Already and Not Yet

One of the things that I love most about liturgical time is how it is sometimes gloriously out of sync with the secular calendar in ways that remind me that I am a citizen of a New Creation. 

I've never really thought about this in terms of when exactly the year starts, though. Honestly for many years I've thought the most salient thing about the church year starting with Advent was that it made it more complicated to remember which version of the lectionary we're supposed to be using at any given time.

This year I embraced the notion of the New Year starting with Advent with special gusto, mainly out of eagerness to consign this year to the past. Good riddance to 2020! I don't care that there's a month left on the calendar, I'm ready to stick a fork in this year and call it DONE. And if the liturgical calendar gives me an excuse to do that, I'm all for it.

But of course the things about 2020 that I want to be over, aren't over. The pandemic is still raging out of control. We're still enduring this uncertain political interregnum of an outgoing president who desperately wants to hang on to his job, even though he doesn't seem to have any interest at all in actually doing the job. Even the semester isn't over -- we've sent the students home, but finals are still looming, grades have yet to be posted, and all the miscellaneous tasks that kept getting kicked down the road in the face of the chaos that was teaching in a pandemic still need to be tended to. Declaring this year over is at best wishful thinking and at worst an excuse for irresponsible abdication of the responsibilities still before me, right?

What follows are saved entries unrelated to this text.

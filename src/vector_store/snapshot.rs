//! On-disk snapshot of a [`VectorIndex`].
//!
//! `<location>/index.snapshot` holds one JSON header line followed by the JSON array of
//! chunks:
//! ```text
//! {"format":"ragdesk-index","version":1,"dim":768,"count":42,"similarity":"cosine","checksum":"<sha1>"}
//! [{"id":"...","text":"...","metadata":{...},"embedding":[...]}, ...]
//! ```
//! The checksum covers every other header field and the payload. The file is replaced
//! atomically, so a reader sees either the previous snapshot or the new one in full.

use std::path::{Path, PathBuf};

use serde::{Deserialize, Serialize};
use sha1::{Digest, Sha1};

use super::index::{Similarity, VectorIndex};
use crate::{
    error::{Error, Result},
    utils::{fs::write_atomic, log},
    value::DocumentChunk,
};

pub const SNAPSHOT_FILE: &str = "index.snapshot";
const FORMAT: &str = "ragdesk-index";
const VERSION: u32 = 1;

#[derive(Debug, Serialize, Deserialize)]
struct SnapshotHeader {
    format: String,
    version: u32,
    dim: usize,
    count: usize,
    similarity: Similarity,
    checksum: String,
}

impl SnapshotHeader {
    fn digest(&self, payload: &[u8]) -> String {
        let mut hasher = Sha1::new();
        hasher.update(
            format!(
                "{}\n{}\n{}\n{}\n{}\n",
                self.format, self.version, self.dim, self.count, self.similarity
            )
            .as_bytes(),
        );
        hasher.update(payload);
        hex::encode(hasher.finalize())
    }
}

pub fn snapshot_path(location: impl AsRef<Path>) -> PathBuf {
    location.as_ref().join(SNAPSHOT_FILE)
}

impl VectorIndex {
    pub async fn persist(&self, location: impl AsRef<Path>) -> Result<()> {
        let path = snapshot_path(&location);
        let payload = serde_json::to_vec(self.chunks())
            .map_err(|e| Error::InvalidArgument(format!("cannot serialize chunks: {}", e)))?;
        let mut header = SnapshotHeader {
            format: FORMAT.to_owned(),
            version: VERSION,
            dim: self.dim(),
            count: self.len(),
            similarity: self.similarity(),
            checksum: String::new(),
        };
        header.checksum = header.digest(&payload);
        let mut bytes = serde_json::to_vec(&header)
            .map_err(|e| Error::InvalidArgument(format!("cannot serialize header: {}", e)))?;
        bytes.push(b'\n');
        bytes.extend_from_slice(&payload);

        write_atomic(&path, bytes).await?;
        log::info(format!(
            "persisted index of {} chunks (dim {}) to {}",
            self.len(),
            self.dim(),
            path.display()
        ));
        Ok(())
    }

    pub async fn load(location: impl AsRef<Path>) -> Result<Self> {
        let path = snapshot_path(&location);
        let bytes = match tokio::fs::read(&path).await {
            Ok(bytes) => bytes,
            Err(e) if e.kind() == std::io::ErrorKind::NotFound => {
                return Err(Error::NotFound {
                    path: location.as_ref().to_path_buf(),
                });
            }
            Err(e) => return Err(e.into()),
        };

        let split = bytes
            .iter()
            .position(|b| *b == b'\n')
            .ok_or_else(|| Error::corrupt(&path, "missing header line"))?;
        let (header, payload) = (&bytes[..split], &bytes[split + 1..]);

        let header: SnapshotHeader = serde_json::from_slice(header)
            .map_err(|e| Error::corrupt(&path, format!("unreadable header: {}", e)))?;
        if header.format != FORMAT {
            return Err(Error::corrupt(
                &path,
                format!("unknown format {:?}", header.format),
            ));
        }
        if header.version != VERSION {
            return Err(Error::corrupt(
                &path,
                format!(
                    "unsupported version {} (expected {})",
                    header.version, VERSION
                ),
            ));
        }
        if header.digest(payload) != header.checksum {
            return Err(Error::corrupt(&path, "checksum mismatch"));
        }

        let chunks: Vec<DocumentChunk> = serde_json::from_slice(payload)
            .map_err(|e| Error::corrupt(&path, format!("unreadable payload: {}", e)))?;
        if chunks.len() != header.count {
            return Err(Error::corrupt(
                &path,
                format!(
                    "header declares {} chunks, payload has {}",
                    header.count,
                    chunks.len()
                ),
            ));
        }
        let index = VectorIndex::build_with(chunks, header.similarity)
            .map_err(|e| Error::corrupt(&path, e))?;
        if index.dim() != header.dim {
            return Err(Error::corrupt(
                &path,
                format!(
                    "header declares dimension {}, payload has {}",
                    header.dim,
                    index.dim()
                ),
            ));
        }

        log::info(format!(
            "loaded index of {} chunks (dim {}) from {}",
            index.len(),
            index.dim(),
            path.display()
        ));
        Ok(index)
    }
}

#[cfg(test)]
mod tests {
    use ragdesk_macros::logged_test;

    use super::*;
    use crate::{
        ingest::DocumentIngestor,
        utils::testing::{bag_of_words, hashing_embedding_model},
    };

    async fn sample_index() -> anyhow::Result<(tempfile::TempDir, VectorIndex)> {
        let dir = tempfile::tempdir()?;
        let corpus = dir.path().join("data");
        tokio::fs::create_dir_all(&corpus).await?;
        tokio::fs::write(
            corpus.join("errors.md"),
            "Error 429 means rate limiting; retry after 60 seconds.",
        )
        .await?;
        tokio::fs::write(
            corpus.join("sso.md"),
            "Single sign-on needs a SAML certificate. Upload it in the admin console.",
        )
        .await?;
        tokio::fs::write(
            corpus.join("billing.md"),
            "Invoices are issued monthly. Refunds take five business days.",
        )
        .await?;
        let ingestor = DocumentIngestor::new(hashing_embedding_model(), 40, 10)?;
        let chunks = ingestor.ingest(&corpus).await?.into_chunks()?;
        Ok((dir, VectorIndex::build(chunks)?))
    }

    #[logged_test]
    async fn round_trip_preserves_search_results() -> anyhow::Result<()> {
        let (dir, index) = sample_index().await?;
        let location = dir.path().join("index_store");
        index.persist(&location).await?;
        let loaded = VectorIndex::load(&location).await?;

        assert_eq!(loaded.chunks(), index.chunks());
        for query in ["error 429", "SAML certificate", "refund", "nothing related"] {
            let q = bag_of_words(query);
            let ids = |results: Vec<crate::vector_store::ScoredChunk>| {
                results.into_iter().map(|r| r.chunk.id).collect::<Vec<_>>()
            };
            assert_eq!(
                ids(loaded.search_embedding(&q, 3)?),
                ids(index.search_embedding(&q, 3)?)
            );
        }
        Ok(())
    }

    #[logged_test]
    async fn never_persisted_is_not_found() -> anyhow::Result<()> {
        let dir = tempfile::tempdir()?;
        let err = VectorIndex::load(dir.path().join("missing")).await.unwrap_err();
        assert!(matches!(err, Error::NotFound { .. }));
        let err = VectorIndex::load(dir.path()).await.unwrap_err();
        assert!(matches!(err, Error::NotFound { .. }));
        Ok(())
    }

    #[logged_test]
    async fn tampered_snapshots_are_corrupt() -> anyhow::Result<()> {
        let (dir, index) = sample_index().await?;
        let location = dir.path().join("index_store");
        index.persist(&location).await?;
        let path = snapshot_path(&location);
        let original = tokio::fs::read_to_string(&path).await?;

        let cases = [
            "not a snapshot at all".to_owned(),
            original.replacen("\"version\":1", "\"version\":2", 1),
            original.replacen("ragdesk-index", "other-index", 1),
            original.replacen("rate limiting", "rate limiting!", 1),
            original.replacen("\"similarity\":\"cosine\"", "\"similarity\":\"inner_product\"", 1),
            original.split('\n').next().unwrap_or_default().to_owned(),
        ];
        for content in cases {
            tokio::fs::write(&path, &content).await?;
            let err = VectorIndex::load(&location).await.unwrap_err();
            assert!(
                matches!(err, Error::CorruptIndex { .. }),
                "unexpected {err:?}"
            );
        }
        Ok(())
    }

    #[logged_test]
    async fn rejected_embeddings_never_reach_disk() -> anyhow::Result<()> {
        let dir = tempfile::tempdir()?;
        let chunk = |id: &str, v: Vec<f32>| {
            DocumentChunk::new(id, id, crate::value::ChunkMetadata::new(), v.into())
        };
        let built = VectorIndex::build_with(
            vec![chunk("nan", vec![f32::NAN, 0.0]), chunk("ok", vec![0.1, 0.0])],
            Similarity::InnerProduct,
        );
        assert!(matches!(built, Err(Error::InvalidArgument(_))));

        let index = VectorIndex::build_with(
            vec![chunk("tiny", vec![f32::MIN_POSITIVE, 0.0]), chunk("ok", vec![0.1, 0.0])],
            Similarity::InnerProduct,
        )?;
        index.persist(dir.path()).await?;
        let loaded = VectorIndex::load(dir.path()).await?;
        assert_eq!(loaded.chunks(), index.chunks());
        assert_eq!(loaded.similarity(), Similarity::InnerProduct);
        Ok(())
    }

    #[logged_test]
    async fn persist_replaces_previous_snapshot() -> anyhow::Result<()> {
        let (dir, index) = sample_index().await?;
        let location = dir.path().join("index_store");
        index.persist(&location).await?;

        let smaller = VectorIndex::build(index.chunks()[..1].to_vec())?;
        smaller.persist(&location).await?;
        assert_eq!(VectorIndex::load(&location).await?.len(), 1);

        let mut names = Vec::new();
        let mut entries = tokio::fs::read_dir(&location).await?;
        while let Some(entry) = entries.next_entry().await? {
            names.push(entry.file_name().to_string_lossy().into_owned());
        }
        assert_eq!(names, vec![SNAPSHOT_FILE.to_owned()]);
        Ok(())
    }
}
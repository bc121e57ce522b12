use std::{sync::Arc, time::Duration};

use ragdesk_macros::{async_behavior, thread_safe};

use crate::{
    error::{Error, Provider, Result},
    model::{
        api::{OllamaClient, OllamaEmbeddingModel},
        custom::{CustomEmbeddingFunc, CustomEmbeddingModel},
    },
    value::Embedding,
};

#[thread_safe]
#[async_behavior]
pub trait EmbeddingModelInference {
    async fn infer(&self, text: String) -> Result<Embedding>;

    /// Longest input, in characters, the backend accepts in one call.
    fn max_input_chars(&self) -> usize {
        usize::MAX
    }
}

#[derive(Clone)]
enum EmbeddingModelInner {
    Ollama(OllamaEmbeddingModel),
    Custom(CustomEmbeddingModel),
}

/// Cloneable handle over an embedding backend.
///
/// When a timeout is set, every call that outlives it fails with
/// [`Error::ProviderTimeout`] instead of hanging the caller.
#[derive(Clone)]
pub struct EmbeddingModel {
    inner: EmbeddingModelInner,
    timeout: Option<Duration>,
}

impl EmbeddingModel {
    pub fn new_ollama(
        client: OllamaClient,
        model: impl Into<String>,
        max_input_chars: usize,
    ) -> Self {
        Self {
            inner: EmbeddingModelInner::Ollama(OllamaEmbeddingModel::new(
                client,
                model,
                max_input_chars,
            )),
            timeout: None,
        }
    }

    pub fn new_custom(f: Arc<CustomEmbeddingFunc>, max_input_chars: usize) -> Self {
        Self {
            inner: EmbeddingModelInner::Custom(CustomEmbeddingModel {
                embed_func: f,
                max_input_chars,
            }),
            timeout: None,
        }
    }

    pub fn with_timeout(mut self, timeout: Duration) -> Self {
        self.timeout = Some(timeout);
        self
    }

    /// Embeds a fixed probe text and returns the vector length the backend produces.
    pub async fn probe_dimension(&self) -> Result<usize> {
        let embedding = self.infer("dimension probe".to_owned()).await?;
        if embedding.is_empty() {
            return Err(Error::Embedding("backend returned an empty vector".into()));
        }
        Ok(embedding.len())
    }
}

#[async_behavior]
impl EmbeddingModelInference for EmbeddingModel {
    async fn infer(&self, text: String) -> Result<Embedding> {
        let fut = match &self.inner {
            EmbeddingModelInner::Ollama(model) => model.infer(text),
            EmbeddingModelInner::Custom(model) => model.infer(text),
        };
        match self.timeout {
            Some(after) => tokio::time::timeout(after, fut)
                .await
                .map_err(|_| Error::ProviderTimeout {
                    provider: Provider::Embedding,
                    after,
                })?,
            None => fut.await,
        }
    }

    fn max_input_chars(&self) -> usize {
        match &self.inner {
            EmbeddingModelInner::Ollama(model) => model.max_input_chars(),
            EmbeddingModelInner::Custom(model) => model.max_input_chars(),
        }
    }
}
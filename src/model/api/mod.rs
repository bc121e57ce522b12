pub(crate) mod ollama;

pub use ollama::{OllamaClient, OllamaEmbeddingModel, OllamaLangModel};
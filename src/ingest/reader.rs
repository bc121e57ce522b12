use std::path::{Path, PathBuf};

use crate::{
    error::{Error, Result},
    utils::{BoxFuture, fs::exists, log},
};

/// One readable text file of the corpus.
#[derive(Clone, Debug, PartialEq, Eq)]
pub struct SourceDocument {
    /// Path relative to the corpus root, `/`-separated.
    pub source: String,
    pub file_name: String,
    pub text: String,
}

#[derive(Clone, Debug, PartialEq, Eq)]
pub struct SkippedFile {
    pub path: PathBuf,
    pub reason: String,
}

#[derive(Clone, Debug, Default)]
pub struct Corpus {
    pub documents: Vec<SourceDocument>,
    pub skipped: Vec<SkippedFile>,
}

fn is_hidden(path: &Path) -> bool {
    path.file_name()
        .map(|n| n.to_string_lossy().starts_with('.'))
        .unwrap_or(false)
}

fn relative_source(root: &Path, path: &Path) -> String {
    let rel = path.strip_prefix(root).unwrap_or(path);
    let parts: Vec<String> = rel
        .components()
        .map(|c| c.as_os_str().to_string_lossy().into_owned())
        .collect();
    if parts.is_empty() {
        path.file_name()
            .map(|n| n.to_string_lossy().into_owned())
            .unwrap_or_default()
    } else {
        parts.join("/")
    }
}

fn walk<'a>(
    dir: PathBuf,
    files: &'a mut Vec<PathBuf>,
    skipped: &'a mut Vec<SkippedFile>,
) -> BoxFuture<'a, ()> {
    Box::pin(async move {
        let mut entries = match tokio::fs::read_dir(&dir).await {
            Ok(entries) => entries,
            Err(e) => {
                log::warn(format!("skipping directory {}: {}", dir.display(), e));
                skipped.push(SkippedFile {
                    path: dir,
                    reason: e.to_string(),
                });
                return;
            }
        };

        let mut paths = Vec::new();
        loop {
            match entries.next_entry().await {
                Ok(Some(entry)) => paths.push(entry.path()),
                Ok(None) => break,
                Err(e) => {
                    log::warn(format!("error listing {}: {}", dir.display(), e));
                    skipped.push(SkippedFile {
                        path: dir.clone(),
                        reason: e.to_string(),
                    });
                    break;
                }
            }
        }
        paths.sort();

        for path in paths {
            if is_hidden(&path) {
                continue;
            }
            match tokio::fs::metadata(&path).await {
                Ok(meta) if meta.is_dir() => walk(path, &mut *files, &mut *skipped).await,
                Ok(meta) if meta.is_file() => files.push(path),
                Ok(_) => {}
                Err(e) => {
                    log::warn(format!("skipping {}: {}", path.display(), e));
                    skipped.push(SkippedFile {
                        path,
                        reason: e.to_string(),
                    });
                }
            }
        }
    })
}

/// Reads every visible file under `root` in sorted path order.
///
/// Hidden entries (leading `.`) are ignored. Unreadable or non-UTF-8 files are skipped with a
/// warning and reported in [`Corpus::skipped`]. `root` may also name a single file.
pub async fn read_corpus(root: impl AsRef<Path>) -> Result<Corpus> {
    let root = root.as_ref();
    if !exists(root).await {
        return Err(Error::NotFound {
            path: root.to_path_buf(),
        });
    }

    let mut files = Vec::new();
    let mut skipped = Vec::new();
    if tokio::fs::metadata(root).await?.is_dir() {
        walk(root.to_path_buf(), &mut files, &mut skipped).await;
    } else {
        files.push(root.to_path_buf());
    }

    let mut documents = Vec::with_capacity(files.len());
    for path in files {
        let bytes = match tokio::fs::read(&path).await {
            Ok(bytes) => bytes,
            Err(e) => {
                log::warn(format!("skipping unreadable file {}: {}", path.display(), e));
                skipped.push(SkippedFile {
                    path,
                    reason: e.to_string(),
                });
                continue;
            }
        };
        let text = match String::from_utf8(bytes) {
            Ok(text) => text,
            Err(e) => {
                log::warn(format!("skipping non-UTF-8 file {}: {}", path.display(), e));
                skipped.push(SkippedFile {
                    path,
                    reason: format!("not valid UTF-8: {}", e),
                });
                continue;
            }
        };
        documents.push(SourceDocument {
            source: relative_source(root, &path),
            file_name: path
                .file_name()
                .map(|n| n.to_string_lossy().into_owned())
                .unwrap_or_default(),
            text,
        });
    }

    Ok(Corpus { documents, skipped })
}

#[cfg(test)]
mod tests {
    use ragdesk_macros::logged_test;

    use super::*;

    #[logged_test]
    async fn walks_sorted_and_skips_hidden_and_binary() -> anyhow::Result<()> {
        let dir = tempfile::tempdir()?;
        let root = dir.path();
        tokio::fs::create_dir_all(root.join("faq/billing")).await?;
        tokio::fs::create_dir_all(root.join(".git")).await?;
        tokio::fs::write(root.join("zeta.txt"), "last").await?;
        tokio::fs::write(root.join("faq/errors.md"), "Error 429").await?;
        tokio::fs::write(root.join("faq/billing/plans.md"), "Plans").await?;
        tokio::fs::write(root.join(".env"), "SECRET=1").await?;
        tokio::fs::write(root.join(".git/HEAD"), "ref").await?;
        tokio::fs::write(root.join("logo.png"), [0xff, 0xfe, 0x00, 0x9f]).await?;

        let corpus = read_corpus(root).await?;
        let sources: Vec<&str> = corpus.documents.iter().map(|d| d.source.as_str()).collect();
        assert_eq!(sources, vec!["faq/billing/plans.md", "faq/errors.md", "zeta.txt"]);
        assert_eq!(corpus.documents[1].file_name, "errors.md");
        assert_eq!(corpus.skipped.len(), 1);
        assert!(corpus.skipped[0].path.ends_with("logo.png"));
        Ok(())
    }

    #[logged_test]
    async fn missing_root_is_not_found() -> anyhow::Result<()> {
        let dir = tempfile::tempdir()?;
        let err = read_corpus(dir.path().join("absent")).await.unwrap_err();
        assert!(matches!(err, Error::NotFound { .. }));
        Ok(())
    }

    #[logged_test]
    async fn single_file_root() -> anyhow::Result<()> {
        let dir = tempfile::tempdir()?;
        let path = dir.path().join("notes.txt");
        tokio::fs::write(&path, "hello").await?;
        let corpus = read_corpus(&path).await?;
        assert_eq!(corpus.documents.len(), 1);
        assert_eq!(corpus.documents[0].source, "notes.txt");
        Ok(())
    }
}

Here's the thing, though -- no matter where on the calendar you peg the end of one year and the start of the next, the things you want to be over aren't magically over, and the things you hope to begin won't magically happen just because there's a new number on the calendar. A million New Year's resolutions  abandoned by mid-January bear witness to that fact. And yet I think it can make a difference where, in the sequence of things, you choose to mark the new year. 

Secular New Year comes as the last hurrah of a frenetic holiday season, before turning back to the mundane duties of daily life in the coldest, darkest part of the year. The past is past and the onus is on us to become better people by sheer force of will. It makes me tired just thinking about it. 

Starting the year with Advent, on the other hand, means starting the year with a season of waiting, preparation, and hope. There's no pressure to make THIS the year when we finally get things right, because remembering that Christ has come involves remembering why it was necessary for him to come -- we sinful human beings cannot save ourselves, but God so loved us even when we got everything wrong that he sent his Son to save us. And remembering that Christ is coming again puts any good that we do, by God's enabling, in the context of what He is already doing to bring his Kingdom to consummation. 

It's a New Year. The Creator and Redeemer of the world is already there. Christ has come. Christ is coming. The uncertainty and trouble of 2020 is continuing into 2021, but the all-consuming anxiety of these few months are a small thing in the cosmic story the season invites us to remember every year. Take heart, our King has overcome the world.